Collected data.

┌────────

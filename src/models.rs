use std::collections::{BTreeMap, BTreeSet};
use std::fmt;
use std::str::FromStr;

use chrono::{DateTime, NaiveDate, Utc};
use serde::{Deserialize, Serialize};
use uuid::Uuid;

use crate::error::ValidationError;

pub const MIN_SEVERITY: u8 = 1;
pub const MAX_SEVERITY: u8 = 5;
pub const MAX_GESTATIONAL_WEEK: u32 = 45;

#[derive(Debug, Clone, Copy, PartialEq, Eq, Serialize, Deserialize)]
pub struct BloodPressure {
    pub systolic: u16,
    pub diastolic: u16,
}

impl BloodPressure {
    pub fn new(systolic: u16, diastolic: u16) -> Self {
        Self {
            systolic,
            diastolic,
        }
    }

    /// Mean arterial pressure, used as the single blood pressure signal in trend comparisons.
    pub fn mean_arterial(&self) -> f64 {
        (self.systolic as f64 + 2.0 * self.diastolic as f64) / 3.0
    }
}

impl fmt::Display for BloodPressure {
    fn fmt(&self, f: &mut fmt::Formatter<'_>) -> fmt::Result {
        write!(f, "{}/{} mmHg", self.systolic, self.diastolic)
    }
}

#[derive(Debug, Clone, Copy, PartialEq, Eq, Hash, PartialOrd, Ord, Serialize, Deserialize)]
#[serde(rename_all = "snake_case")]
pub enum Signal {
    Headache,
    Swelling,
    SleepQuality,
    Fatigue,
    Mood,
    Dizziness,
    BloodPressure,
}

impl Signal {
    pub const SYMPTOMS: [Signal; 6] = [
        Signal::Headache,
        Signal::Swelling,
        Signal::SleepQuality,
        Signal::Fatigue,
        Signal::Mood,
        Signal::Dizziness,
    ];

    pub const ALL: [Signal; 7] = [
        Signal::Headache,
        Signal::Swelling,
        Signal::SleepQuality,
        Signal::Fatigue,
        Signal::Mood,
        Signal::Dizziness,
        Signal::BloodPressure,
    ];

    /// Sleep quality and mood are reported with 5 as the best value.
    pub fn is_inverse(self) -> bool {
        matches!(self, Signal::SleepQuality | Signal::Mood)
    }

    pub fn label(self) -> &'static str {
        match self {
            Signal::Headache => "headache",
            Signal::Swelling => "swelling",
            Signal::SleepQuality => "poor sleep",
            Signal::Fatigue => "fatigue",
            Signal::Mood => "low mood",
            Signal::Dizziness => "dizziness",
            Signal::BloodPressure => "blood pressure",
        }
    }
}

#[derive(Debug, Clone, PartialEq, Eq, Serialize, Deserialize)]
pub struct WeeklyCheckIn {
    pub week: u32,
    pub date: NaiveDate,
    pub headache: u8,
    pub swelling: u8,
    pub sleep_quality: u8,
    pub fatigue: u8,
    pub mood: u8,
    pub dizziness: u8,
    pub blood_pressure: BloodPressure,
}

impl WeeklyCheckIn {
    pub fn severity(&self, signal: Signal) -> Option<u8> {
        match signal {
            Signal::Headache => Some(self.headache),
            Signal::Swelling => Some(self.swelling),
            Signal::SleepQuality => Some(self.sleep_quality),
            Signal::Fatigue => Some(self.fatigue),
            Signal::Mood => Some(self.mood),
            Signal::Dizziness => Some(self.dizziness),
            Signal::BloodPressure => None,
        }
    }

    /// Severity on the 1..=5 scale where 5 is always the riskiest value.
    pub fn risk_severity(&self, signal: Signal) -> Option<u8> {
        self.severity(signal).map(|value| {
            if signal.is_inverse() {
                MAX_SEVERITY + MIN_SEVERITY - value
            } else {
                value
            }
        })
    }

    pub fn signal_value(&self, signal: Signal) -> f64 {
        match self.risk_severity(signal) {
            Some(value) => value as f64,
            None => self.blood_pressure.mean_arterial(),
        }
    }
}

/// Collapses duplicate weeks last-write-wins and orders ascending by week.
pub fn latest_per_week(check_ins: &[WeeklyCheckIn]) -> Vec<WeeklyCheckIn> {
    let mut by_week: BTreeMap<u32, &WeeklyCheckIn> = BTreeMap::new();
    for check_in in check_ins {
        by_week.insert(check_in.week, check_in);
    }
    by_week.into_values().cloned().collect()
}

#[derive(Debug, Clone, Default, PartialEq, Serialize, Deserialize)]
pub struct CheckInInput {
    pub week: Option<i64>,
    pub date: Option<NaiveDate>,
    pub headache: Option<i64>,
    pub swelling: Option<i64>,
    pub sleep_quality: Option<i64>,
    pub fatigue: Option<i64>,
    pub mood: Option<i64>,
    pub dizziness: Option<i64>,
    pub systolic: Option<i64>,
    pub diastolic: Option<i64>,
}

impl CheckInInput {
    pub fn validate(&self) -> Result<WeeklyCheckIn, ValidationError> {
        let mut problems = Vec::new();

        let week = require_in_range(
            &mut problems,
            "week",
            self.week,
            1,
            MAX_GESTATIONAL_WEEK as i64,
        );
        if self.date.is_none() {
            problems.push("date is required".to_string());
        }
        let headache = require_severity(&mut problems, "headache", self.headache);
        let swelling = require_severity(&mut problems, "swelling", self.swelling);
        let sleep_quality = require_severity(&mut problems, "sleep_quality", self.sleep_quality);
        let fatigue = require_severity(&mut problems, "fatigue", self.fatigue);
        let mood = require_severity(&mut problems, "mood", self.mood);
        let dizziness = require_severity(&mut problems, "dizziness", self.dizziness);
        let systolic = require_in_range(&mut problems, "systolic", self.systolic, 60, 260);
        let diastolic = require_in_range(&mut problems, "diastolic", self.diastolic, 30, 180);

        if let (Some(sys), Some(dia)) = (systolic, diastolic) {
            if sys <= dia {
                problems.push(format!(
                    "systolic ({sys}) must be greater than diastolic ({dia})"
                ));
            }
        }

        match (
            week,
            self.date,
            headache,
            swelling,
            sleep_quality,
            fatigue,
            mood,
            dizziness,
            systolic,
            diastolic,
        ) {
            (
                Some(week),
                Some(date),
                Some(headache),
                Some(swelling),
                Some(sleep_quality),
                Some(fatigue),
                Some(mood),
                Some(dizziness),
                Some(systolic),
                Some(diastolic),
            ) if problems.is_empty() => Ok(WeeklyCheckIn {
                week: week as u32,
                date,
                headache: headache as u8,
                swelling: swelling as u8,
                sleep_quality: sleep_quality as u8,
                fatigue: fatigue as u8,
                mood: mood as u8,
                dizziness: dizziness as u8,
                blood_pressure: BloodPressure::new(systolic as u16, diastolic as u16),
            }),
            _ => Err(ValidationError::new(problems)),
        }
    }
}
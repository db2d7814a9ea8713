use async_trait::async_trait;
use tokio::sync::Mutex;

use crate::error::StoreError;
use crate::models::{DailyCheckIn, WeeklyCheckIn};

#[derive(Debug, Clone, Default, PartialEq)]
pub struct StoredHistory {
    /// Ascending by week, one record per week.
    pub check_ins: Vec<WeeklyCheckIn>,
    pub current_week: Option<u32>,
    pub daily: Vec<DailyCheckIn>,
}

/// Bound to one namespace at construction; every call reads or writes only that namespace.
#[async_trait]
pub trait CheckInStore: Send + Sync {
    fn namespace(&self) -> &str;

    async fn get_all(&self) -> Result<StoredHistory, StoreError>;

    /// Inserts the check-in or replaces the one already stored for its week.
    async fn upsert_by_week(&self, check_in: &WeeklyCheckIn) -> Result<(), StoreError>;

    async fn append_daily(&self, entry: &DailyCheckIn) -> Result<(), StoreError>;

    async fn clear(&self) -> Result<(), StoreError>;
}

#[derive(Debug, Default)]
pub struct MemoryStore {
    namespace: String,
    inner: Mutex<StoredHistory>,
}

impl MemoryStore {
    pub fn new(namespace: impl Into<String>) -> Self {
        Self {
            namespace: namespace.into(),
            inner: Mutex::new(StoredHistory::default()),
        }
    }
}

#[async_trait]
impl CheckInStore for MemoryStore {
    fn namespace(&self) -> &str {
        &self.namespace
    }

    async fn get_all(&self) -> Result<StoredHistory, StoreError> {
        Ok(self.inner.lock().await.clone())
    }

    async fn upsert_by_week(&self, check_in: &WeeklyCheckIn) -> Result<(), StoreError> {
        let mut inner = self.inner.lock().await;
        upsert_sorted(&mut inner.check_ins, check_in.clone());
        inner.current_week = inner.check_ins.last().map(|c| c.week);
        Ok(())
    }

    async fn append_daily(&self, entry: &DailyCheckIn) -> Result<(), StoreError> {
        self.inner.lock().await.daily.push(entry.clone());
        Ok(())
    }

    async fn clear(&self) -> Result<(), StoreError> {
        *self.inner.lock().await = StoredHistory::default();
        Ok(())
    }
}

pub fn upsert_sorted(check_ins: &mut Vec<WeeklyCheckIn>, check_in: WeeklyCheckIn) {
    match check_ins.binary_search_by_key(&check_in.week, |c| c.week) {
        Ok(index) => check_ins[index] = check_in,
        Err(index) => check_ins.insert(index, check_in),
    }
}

└────────

Exercise aim.
Using the records above, give the count of lines with the word "Copy", and write nothing more.

Solution to the exercise.
2